Mexique: Bras de fer entre la Cour suprême et la présidente
Journée sous haute tension mardi au Mexique : la Cour suprême examine la possibilité d'invalider une partie de la réforme du pouvoir judiciaire, au risque d'une crise institutionnelle sans précédent avec la présidente Claudia Sheinbaum.
Une partie des onze membres de la Cour suprême veut défaire la pierre angulaire de la réforme constitutionnelle promulguée par le pouvoir de gauche: l'élection à partir de juin 2025 de tous les juges et magistrats du pays par un vote populaire.
Mardi, la présidente a accusé la Cour suprême "d'être en train de violer la Constitution". "On ne peut pas revenir sur ce qu'a décidé le peuple" et sur ce "qui fait déjà partie de la Constitution", selon ses arguments.
Promulguée mi-septembre par l'ex-président Andres Manuel Lopez Obrador, son mentor, la réforme est défendue avec ardeur par la nouvelle présidente, qui a été investie le 1er octobre.
Largement majoritaire au Parlement, la gauche justifie ce besoin de réforme pour lutter contre la "corruption" et les "privilèges" de juges non élus.
Le Mouvement pour la régénération nationale (Morena, gauche) au pouvoir depuis 2018 accuse la justice d'être au service d'une l'élite conservatrice.
L'opposition et les salariés du pouvoir judiciaire, mobilisés depuis des semaines, dénoncent une remise en cause de l'indépendance de la justice.
Des manifestants se sont réunis devant le bâtiment de la Cour suprême à Mexico, proche de la présidence, pour saluer l'arrivée des juges qui s'opposent à la réforme puis patientaient alors que débutaient les débats.
"Le pouvoir judiciaire doit être un contre-poids aux autres pouvoirs", a déclaré à l'AFPTV une manifestante, Maria de los Angeles Ortiz, 54 ans, clerc à la Cour suprême.

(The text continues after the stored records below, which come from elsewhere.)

//! Heading-bounded sectioning followed by a semantic splitter: sentences
//! within a section are grouped into chunks, breaking wherever the local
//! cosine distance between consecutive sentence embeddings clears the
//! section's 95th-percentile distance. The splitter calls out to an
//! embedder that is not safe for concurrent use, so every call is
//! serialized behind a single mutex (see `Chunker::splitter_lock`).

use async_trait::async_trait;
use regex::Regex;
use tokio::sync::Mutex;

use crate::store::models::{Chunk, DocumentId, ImageAsset, TableAsset};
use crate::utils::error::ApiError;

/// A hard ceiling on chunk size so a single run-on section without a clear
/// semantic edge still produces multiple chunks.
const MAX_CHUNK_CHARS: usize = 1800;

#[async_trait]
pub trait SentenceEncoder: Send + Sync {
    async fn encode(&self, sentence: &str) -> Result<Vec<f32>, ApiError>;
}

struct Section {
    page_number: Option<i32>,
    heading: Option<String>,
    body: String,
}

#[derive(Debug, Clone)]
struct AssetPlaceholder {
    token: String,
    image: Option<ImageAsset>,
    table: Option<TableAsset>,
}

pub struct Chunker {
    splitter_lock: Mutex<()>,
}

impl Default for Chunker {
    fn default() -> Self {
        Self::new()
    }
}

impl Chunker {
    pub fn new() -> Self {
        Self { splitter_lock: Mutex::new(()) }
    }

    pub async fn chunk(
        &self,
        markdown: &str,
        document_id: DocumentId,
        encoder: &dyn SentenceEncoder,
    ) -> Result<Vec<Chunk>, ApiError> {
        let (cleaned, placeholders) = strip_assets(markdown);
        let sections = split_by_headings(&cleaned);

        let mut chunks = Vec::new();
        let mut ordinal = 0i32;

        for section in sections {
            let sentences = split_sentences(&section.body);
            if sentences.is_empty() {
                continue;
            }
            let groups = self.semantic_groups(&sentences, encoder).await?;
            for group in groups {
                let text = group.join(" ");
                if text.trim().is_empty() {
                    continue;
                }
                let (text, images, tables) = reattach_assets(&text, &placeholders);
                let chunk_id = Chunk::derive_id(document_id, ordinal, &text);
                chunks.push(Chunk {
                    chunk_id,
                    document_id,
                    ordinal,
                    page_number: section.page_number,
                    section_title: section.heading.clone(),
                    text,
                    images,
                    tables,
                });
                ordinal += 1;
            }
        }

        Ok(chunks)
    }

    /// Groups sentences into chunks, breaking at the section's 95th
    /// percentile local cosine distance (or the hard size cap).
    async fn semantic_groups(
        &self,
        sentences: &[String],
        encoder: &dyn SentenceEncoder,
    ) -> Result<Vec<Vec<String>>, ApiError> {
        if sentences.len() == 1 {
            return Ok(vec![vec![sentences[0].clone()]]);
        }

        let mut embeddings = Vec::with_capacity(sentences.len());
        {
            let _guard = self.splitter_lock.lock().await;
            for sentence in sentences {
                embeddings.push(encoder.encode(sentence).await?);
            }
        }

        let mut distances = Vec::with_capacity(sentences.len().saturating_sub(1));
        for window in embeddings.windows(2) {
            let d = 1.0 - crate::utils::similarity::cosine_similarity(&window[0], &window[1]).unwrap_or(1.0);
            distances.push(d);
        }
        let threshold = percentile(&distances, 0.95);

        let mut groups: Vec<Vec<String>> = Vec::new();
        let mut current: Vec<String> = vec![sentences[0].clone()];
        let mut current_len = sentences[0].len();

        for (i, sentence) in sentences.iter().enumerate().skip(1) {
            let distance = distances[i - 1];
            let breaks = distance > threshold || current_len + sentence.len() > MAX_CHUNK_CHARS;
            if breaks && !current.is_empty() {
                groups.push(std::mem::take(&mut current));
                current_len = 0;
            }
            current_len += sentence.len();
            current.push(sentence.clone());
        }
        if !current.is_empty() {
            groups.push(current);
        }
        Ok(groups)
    }
}

fn percentile(values: &[f32], p: f32) -> f32 {
    if values.is_empty() {
        return f32::MAX;
    }
    let mut sorted = values.to_vec();
    sorted.sort_by(|a, b| a.partial_cmp(b).unwrap());
    let idx = ((sorted.len() as f32 - 1.0) * p).round() as usize;
    sorted[idx.min(sorted.len() - 1)]
}

fn split_sentences(text: &str) -> Vec<String> {
    let re = Regex::new(r"(?m)(?<=[.!?])\s+(?=[A-Z0-9])").unwrap();
    re.split(text.trim())
        .map(|s| s.trim().to_string())
        .filter(|s| !s.is_empty())
        .collect()
}

fn split_by_headings(markdown: &str) -> Vec<Section> {
    let heading_re = Regex::new(r"^(#{2,6})\s+(.*)$").unwrap();
    let page_re = Regex::new(r"^##\s+Page\s+(\d+)$").unwrap();

    let mut sections = Vec::new();
    let mut current_page: Option<i32> = None;
    let mut current_heading: Option<String> = None;
    let mut buffer = String::new();

    let flush = |buffer: &mut String, sections: &mut Vec<Section>, page: Option<i32>, heading: Option<String>| {
        if !buffer.trim().is_empty() {
            sections.push(Section { page_number: page, heading, body: std::mem::take(buffer) });
        } else {
            buffer.clear();
        }
    };

    for line in markdown.lines() {
        if let Some(caps) = page_re.captures(line) {
            flush(&mut buffer, &mut sections, current_page, current_heading.clone());
            current_page = caps.get(1).and_then(|m| m.as_str().parse().ok());
            continue;
        }
        if let Some(caps) = heading_re.captures(line) {
            flush(&mut buffer, &mut sections, current_page, current_heading.clone());
            current_heading = caps.get(2).map(|m| m.as_str().trim().to_string());
            continue;
        }
        buffer.push_str(line);
        buffer.push('\n');
    }
    flush(&mut buffer, &mut sections, current_page, current_heading);
    sections
}

/// Markdown pipe-tables: a header row, a `---|---` separator row, and one or
/// more body rows. Matched as a whole block so the table collapses to a
/// single placeholder token like an image does.
fn table_regex() -> Regex {
    Regex::new(r"(?m)^(\|[^\n]*\|)\n(\|[ :-]*-[ :|-]*\|)\n((?:\|[^\n]*\|\n?)+)").unwrap()
}

fn strip_assets(markdown: &str) -> (String, Vec<AssetPlaceholder>) {
    let image_re = Regex::new(r"!\[([^\]]*)\]\(([^)]+)\)").unwrap();
    let table_re = table_regex();
    let mut placeholders = Vec::new();
    let mut counter = 0usize;

    let without_tables = table_re
        .replace_all(markdown, |caps: &regex::Captures| {
            let markdown_table = caps.get(0).map(|m| m.as_str().trim_end().to_string()).unwrap_or_default();
            let caption = caps
                .get(1)
                .map(|m| m.as_str().trim_matches('|').split('|').map(str::trim).collect::<Vec<_>>().join(", "));
            let token = format!("\u{0}ASSET:{counter}\u{0}");
            placeholders.push(AssetPlaceholder {
                token: token.clone(),
                image: None,
                table: Some(TableAsset { markdown: markdown_table, caption }),
            });
            counter += 1;
            format!("{token}\n")
        })
        .into_owned();

    let cleaned = image_re
        .replace_all(&without_tables, |caps: &regex::Captures| {
            let caption = caps.get(1).map(|m| m.as_str().to_string()).filter(|s| !s.is_empty());
            let path = caps.get(2).map(|m| m.as_str().to_string()).unwrap_or_default();
            let token = format!("\u{0}ASSET:{counter}\u{0}");
            placeholders.push(AssetPlaceholder {
                token: token.clone(),
                image: Some(ImageAsset { path, figure_id: None, caption }),
                table: None,
            });
            counter += 1;
            token
        })
        .into_owned();

    (cleaned, placeholders)
}

fn reattach_assets(text: &str, placeholders: &[AssetPlaceholder]) -> (String, Vec<ImageAsset>, Vec<TableAsset>) {
    let mut images = Vec::new();
    let mut tables = Vec::new();
    let mut cleaned = text.to_string();

    for placeholder in placeholders {
        if cleaned.contains(&placeholder.token) {
            cleaned = cleaned.replace(&placeholder.token, "");
            if let Some(img) = &placeholder.image {
                images.push(img.clone());
            }
            if let Some(tbl) = &placeholder.table {
                tables.push(tbl.clone());
            }
        }
    }

    (cleaned.trim().to_string(), images, tables)
}

#[cfg(test)]
mod tests {
    use super::*;

    struct FixedEncoder;

    #[async_trait]
    impl SentenceEncoder for FixedEncoder {
        async fn encode(&self, sentence: &str) -> Result<Vec<f32>, ApiError> {
            // Deterministic pseudo-embedding: differs sharply every third
            // sentence so semantic breaks are exercised predictably.
            let bucket = (sentence.len() / 7) % 3;
            Ok(vec![bucket as f32, sentence.len() as f32 % 5.0])
        }
    }

    #[tokio::test]
    async fn empty_document_produces_zero_chunks() {
        let chunker = Chunker::new();
        let chunks = chunker.chunk("", DocumentId::new(), &FixedEncoder).await.unwrap();
        assert!(chunks.is_empty());
    }

    #[tokio::test]
    async fn heading_bounded_sections_carry_section_title() {
        let markdown = "## Page 1\n\n### Introduction\n\nThis is the intro. It has two sentences.\n\n### Results\n\nThe results were good. Very good indeed.\n";
        let chunker = Chunker::new();
        let chunks = chunker.chunk(markdown, DocumentId::new(), &FixedEncoder).await.unwrap();
        assert!(!chunks.is_empty());
        assert!(chunks.iter().any(|c| c.section_title.as_deref() == Some("Introduction")));
        assert!(chunks.iter().any(|c| c.section_title.as_deref() == Some("Results")));
    }

    #[tokio::test]
    async fn long_section_without_headings_splits_into_multiple_chunks() {
        let sentence = "The quick brown fox jumps over the lazy dog in the meadow. ";
        let body = sentence.repeat(200);
        let markdown = format!("## Page 1\n\n{body}");
        let chunker = Chunker::new();
        let chunks = chunker.chunk(&markdown, DocumentId::new(), &FixedEncoder).await.unwrap();
        assert!(chunks.len() >= 2);
    }

    #[tokio::test]
    async fn reingesting_identical_content_yields_stable_chunk_ids() {
        let markdown = "## Page 1\n\n### Abstract\n\nThis paper is about testing. It has stable ids.\n";
        let doc_id = DocumentId::new();
        let chunker = Chunker::new();
        let first = chunker.chunk(markdown, doc_id, &FixedEncoder).await.unwrap();
        let second = chunker.chunk(markdown, doc_id, &FixedEncoder).await.unwrap();
        let first_ids: Vec<_> = first.iter().map(|c| c.chunk_id.clone()).collect();
        let second_ids: Vec<_> = second.iter().map(|c| c.chunk_id.clone()).collect();
        assert_eq!(first_ids, second_ids);
    }
}
use anyhow::{Context, Result};
use sqlx::postgres::{PgPool, PgPoolOptions};
use std::time::Duration;

use crate::config::DatabaseConfig;

/// Thin wrapper around a Postgres connection pool so callers depend on
/// `DbPool` rather than `sqlx::PgPool` directly.
#[derive(Clone)]
pub struct DbPool {
    pool: PgPool,
}

impl DbPool {
    pub async fn new(config: &DatabaseConfig) -> Result<Self> {
        let pool = PgPoolOptions::new()
            .max_connections(config.pool_max_size)
            .acquire_timeout(Duration::from_secs(config.pool_timeout_seconds))
            .connect(&config.url)
            .await
            .context("failed to connect to postgres")?;

        Ok(Self { pool })
    }

    pub fn get(&self) -> &PgPool {
        &self.pool
    }
}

"La réforme ne doit pas passer" sinon "le Mexique s'enfoncera encore plus dans le narcotrafic, dans la pauvreté, dans la corruption des juges mis en place par Morena", a-t-elle ajouté.
- "Grave et sans précédent" -
Les États-Unis - où les juges dans les États fédérés sont élus et leurs mandats régulièrement remis en jeu, contrairement aux juges fédéraux - affirment que cette réforme menace leurs investissements privés au Mexique, qui ont besoin de stabilité juridique.
Avec la "politisation du système judiciaire", les investisseurs pourront se demander si "les désaccords entre les milieux d'affaires et le gouvernement seront résolus d'une manière impartiale", s'interroge la société britannique Capital Economics dans une note à ses clients.
Que va-t-il se passer si les membres de la Cour censurent le coeur de la réforme, et que la présidente refuse de se soumettre à leur décision?
"Nous serions devant une crise constitutionnelle grave sans précédent", a commenté à l'AFP Francisco Burgoa, professeur de droit constitutionnel à l'Université nationale autonome du Mexique (UNAM).
Cette crise "pourrait avoir des répercussions profondes sur la stabilité politique, économique et sociale du pays (...) affectant l'économie et les relations internationales du Mexique", estime-t-il.
Si le gouvernement respecte la décision de la Cour, ce serait une "preuve de bon sens et de prudence en faveur de la stabilité du pays", dit-il.
Dans le détail, la Cour va examiner mardi le projet d'arrêt préparé par l'un de ses onze membres, Juan Luis Gonzalez Alcantara. L'arrêt se fonde sur des recours déjà déposés par des partis d'opposition.
"Il n'existe pas de régime démocratique sans qu'il n'y ait une division des pouvoirs effective", souligne le projet d'arrêt, qui propose de déclarer inconstitutionnelle l'élection des juges et des magistrats locaux, sans toucher à l'élection des membres de la Cour suprême.
La semaine dernière, huit des onze juges de la Cour suprême, dont la présidente Norma Pina et l'auteur de l'arrêt José Luis Gonzalez, ont présenté leur démission, qui sera effective en août 2025, tout comme celles des magistrats qui refuseront de concourir aux élections.
La présidente Sheinbaum les a accusés de démissionner uniquement pour toucher leur retraite et les avantages afférents.